[Collected data]

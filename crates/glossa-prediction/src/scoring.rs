//! Candidate merging and ranking.

use std::collections::BTreeMap;

use glossa_core::{Candidate, SegmentId, Source};
use smallvec::SmallVec;

/// One candidate as proposed by a single source, before weighting.
#[derive(Debug, Clone, PartialEq)]
pub struct SourceCandidate {
    pub text: String,
    /// Probability within the proposing source.
    pub probability: f64,
    pub segment: Option<SegmentId>,
}

/// Accumulates weighted contributions, merging identical continuations.
#[derive(Debug, Default)]
pub struct CandidatePool {
    entries: BTreeMap<String, Candidate>,
}

impl CandidatePool {
    pub fn add(&mut self, source: Source, candidate: SourceCandidate, weight: f64) {
        let entry = self
            .entries
            .entry(candidate.text.clone())
            .or_insert_with(|| Candidate {
                text: candidate.text,
                score: 0.0,
                probability: 0.0,
                sources: SmallVec::new(),
                segments: SmallVec::new(),
            });
        entry.score += weight * candidate.probability;
        if !entry.sources.contains(&source) {
            entry.sources.push(source);
            entry.sources.sort_unstable();
        }
        if let Some(id) = candidate.segment {
            if !entry.segments.contains(&id) {
                entry.segments.push(id);
                entry.segments.sort_unstable();
            }
        }
    }

    pub fn len(&self) -> usize {
        self.entries.len()
    }

    pub fn is_empty(&self) -> bool {
        self.entries.is_empty()
    }

    /// Top `k` by score, shorter first on ties, then lexicographic; each
    /// `probability` is the score renormalised over the returned candidates.
    pub fn into_ranked(self, k: usize) -> Vec<Candidate> {
        let mut ranked: Vec<Candidate> = self.entries.into_values().collect();
        ranked.sort_by(|a, b| {
            b.score
                .total_cmp(&a.score)
                .then_with(|| a.char_len().cmp(&b.char_len()))
                .then_with(|| a.text.cmp(&b.text))
        });
        ranked.truncate(k);

        let total: f64 = ranked.iter().map(|c| c.score).sum();
        let n = ranked.len() as f64;
        for candidate in &mut ranked {
            candidate.probability = if total > 0.0 {
                candidate.score / total
            } else {
                1.0 / n
            };
        }
        ranked
    }
}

Your task: Transcribe the lines above between the line holding "#[derive(Debug, Default)]" and the line holding "entry.score += weight", inclusive, exactly as they stand and with nothing added.

Answer space:
#[derive(Debug, Default)]
pub struct CandidatePool {
    entries: BTreeMap<String, Candidate>,
}

impl CandidatePool {
    pub fn add(&mut self, source: Source, candidate: SourceCandidate, weight: f64) {
        let entry = self
            .entries
            .entry(candidate.text.clone())
            .or_insert_with(|| Candidate {
                text: candidate.text,
                score: 0.0,
                probability: 0.0,
                sources: SmallVec::new(),
                segments: SmallVec::new(),
            });
        entry.score += weight * candidate.probability;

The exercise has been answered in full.